Lane brings in the possibility of new business, Jaguar, by way of an old friend of his (to Pete’s chagrin) while Roger offers some unsolicited advice regarding the project.  Lane then fails at his first attempt at seducing Jaguar to sign, but Don and company take the Jaguar rep for a second spin and entertain him with booze and women to seal the deal. At modern day brothel, Pete ends up sleeping with a prostitute while the Jaguar man is entertained.  Meanwhile, Pete and Trudy host a dinner party, which Don tries to get out of but succumbs to. Trudy tries to show how perfect their life in the country is, but it’s obvious that all is not well.

The Good:

  • Rousing Roger: Roger actually steps up for a change and is helpful in his exchange with Lane, instead of being the lazy, incompetent boozehound of the last few seasons.
  • Pouty Pete: Pete’s deteriorating happiness in his marriage begins to intensify. He finds living in the suburbs a bore and finds himself crushing on a teenage girl in his driving class. It seems as though he is searching for youth in his life that no longer exists.
  • Leakage: The symbolism of the leak in the Campbell’s home was a good one for Pete’s marriage; a slow leak building up until it finally explodes. It will be interesting to see how the marriages survives- or won’t as the seasons moves on.
  • Fight On: The fight scene between Lane and Peter was absolutely hysterical. Lane may look innocent but he packs quite a punch. In the end the British brawler took out the Yankee loudmouth who called Lane a “homo” and told him he couldn’t close a deal with his own friend.
  • Joan’s Comfort: Joan offers comfort to Lane after the fight by telling Lane it’s a good thing he’s not like Don and co; he returns the kind words with an unsolicited kiss. Hints of a future fling perhaps?

The Bad:

  • Costume Overload: During the dinner party scene, the plaid and patterns and color schemes of the Campbell’s household had me feeling woozy. I know it was the style of the time, but my god, was it garish.
  • Ken the Pen: Ken Cosgrove’s sudden second foray into writing seems to come out of nowhere, as far as plotlines go, and as a rabid Mad Men viewer, I have to say I really am uninterested to see where this goes. Even worse though, Roger is discouraging his pursuits.
  • Women Workers: I scowled as the women all got up to clear the dishes during the dinner party: some things never change.
  • Pervy Pete: Pete’s misconduct made me aware of the smarmy, annoying Pete from earlier seasons (including the affair with Peggy) that we all loved to hate. Pete had done such a good job of making me forget that behavior. Well, he’s back. In fact, he’s becoming the next Don Draper.

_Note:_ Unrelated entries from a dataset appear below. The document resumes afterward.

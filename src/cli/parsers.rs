//! The place where the command line parser is defined.
//!
//! There is no query language in the store, so the surface is a couple of
//! clap subcommands rather than a REPL.

use std::path::PathBuf;

use clap::{Parser, Subcommand};

#[derive(Parser)]
#[command(name = "hematite")]
#[command(about = "A small embedded relational store", long_about = None)]
pub struct CliParser {
    #[command(subcommand)]
    pub command: CliCommand,
}

#[derive(Subcommand)]
pub enum CliCommand {
    /// Walk through the store end to end: create, insert, commit, select,
    /// alter, drop.
    Demo {
        /// Data directory; falls back to HEMATITE_DATA_DIR, then ./data.
        #[arg(long)]
        data_dir: Option<PathBuf>,
    },

    /// Print the catalog of the stored database.
    Schema {
        /// Data directory; falls back to HEMATITE_DATA_DIR, then ./data.
        #[arg(long)]
        data_dir: Option<PathBuf>,
    },
}
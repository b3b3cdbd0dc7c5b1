use std::fs;

use hematite_db::store::{DataFile, DbError, MemStore, Table, TableStore};

fn _row(values: Vec<&str>) -> Vec<String> {
    values.iter().map(|value| value.to_string()).collect()
}

fn _sample_table(name: &str) -> Table {
    let mut table = Table::new(name.to_string(), _row(vec!["id", "name"])).unwrap();
    table.add_row(_row(vec!["1", "Jansen"])).unwrap();
    table.add_row(_row(vec!["2", "Bonega"])).unwrap();
    table
}

#[test]
fn datafile_save_load_round_trip() {
    let dir = tempfile::tempdir().unwrap();
    let mut store = DataFile::new(dir.path()).unwrap();

    let table = _sample_table("people");
    store.save(&table, "people").unwrap();

    let loaded = store.load("people").unwrap();
    assert_eq!(loaded.columns(), table.columns());
    assert_eq!(loaded.rows(), table.rows());
}

#[test]
fn datafile_save_overwrites_existing_blob() {
    let dir = tempfile::tempdir().unwrap();
    let mut store = DataFile::new(dir.path()).unwrap();

    let mut table = _sample_table("people");
    store.save(&table, "people").unwrap();

    table.add_row(_row(vec!["3", "Malaika"])).unwrap();
    store.save(&table, "people").unwrap();

    assert_eq!(store.load("people").unwrap().row_count(), 3);
    assert_eq!(store.list().unwrap(), vec!["people".to_string()]);
}

#[test]
fn datafile_lists_stored_names_sorted() {
    let dir = tempfile::tempdir().unwrap();
    let mut store = DataFile::new(dir.path()).unwrap();

    store.save(&_sample_table("zebra"), "zebra").unwrap();
    store.save(&_sample_table("apple"), "apple").unwrap();

    assert_eq!(
        store.list().unwrap(),
        vec!["apple".to_string(), "zebra".to_string()]
    );
}

#[test]
fn datafile_load_missing_blob() {
    let dir = tempfile::tempdir().unwrap();
    let store = DataFile::new(dir.path()).unwrap();

    assert!(matches!(store.load("ghost"), Err(DbError::NotFound(_))));
}

#[test]
fn datafile_load_corrupt_blob() {
    let dir = tempfile::tempdir().unwrap();
    let store = DataFile::new(dir.path()).unwrap();

    fs::write(dir.path().join("broken.json"), "not a table at all").unwrap();
    assert!(matches!(store.load("broken"), Err(DbError::CorruptData(_))));
}

#[test]
fn datafile_delete_removes_blob() {
    let dir = tempfile::tempdir().unwrap();
    let mut store = DataFile::new(dir.path()).unwrap();

    store.save(&_sample_table("people"), "people").unwrap();
    store.delete("people").unwrap();

    assert!(store.list().unwrap().is_empty());
    assert!(matches!(store.delete("people"), Err(DbError::NotFound(_))));
}

#[test]
fn mem_store_behaves_like_a_blob_store() {
    let mut store = MemStore::new();

    store.save(&_sample_table("people"), "people").unwrap();
    assert_eq!(store.list().unwrap(), vec!["people".to_string()]);

    let loaded = store.load("people").unwrap();
    assert_eq!(loaded.rows(), _sample_table("people").rows());

    store.delete("people").unwrap();
    assert!(matches!(store.load("people"), Err(DbError::NotFound(_))));
}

When Lane Pryce tries on the hat of an account man for the day, he fails miserably because he doesn’t know how to “entertain” in the way that certain clients demand. But as Joan astutely points out, this is no failing of his. It’s an important lesson to take away. Pete’s unhappiness gives us a new storyline to focus on for the rest of the season, and we are ambivalent whether to feel sorry for him or whether to feel he deserves it. An episode with a lot going on, “Signal 30” gave the Mad Men faithful a lot to think about.

Rating: 9/10

Mad Men airs on Sunday nights on AMC.

What did you think of the episode?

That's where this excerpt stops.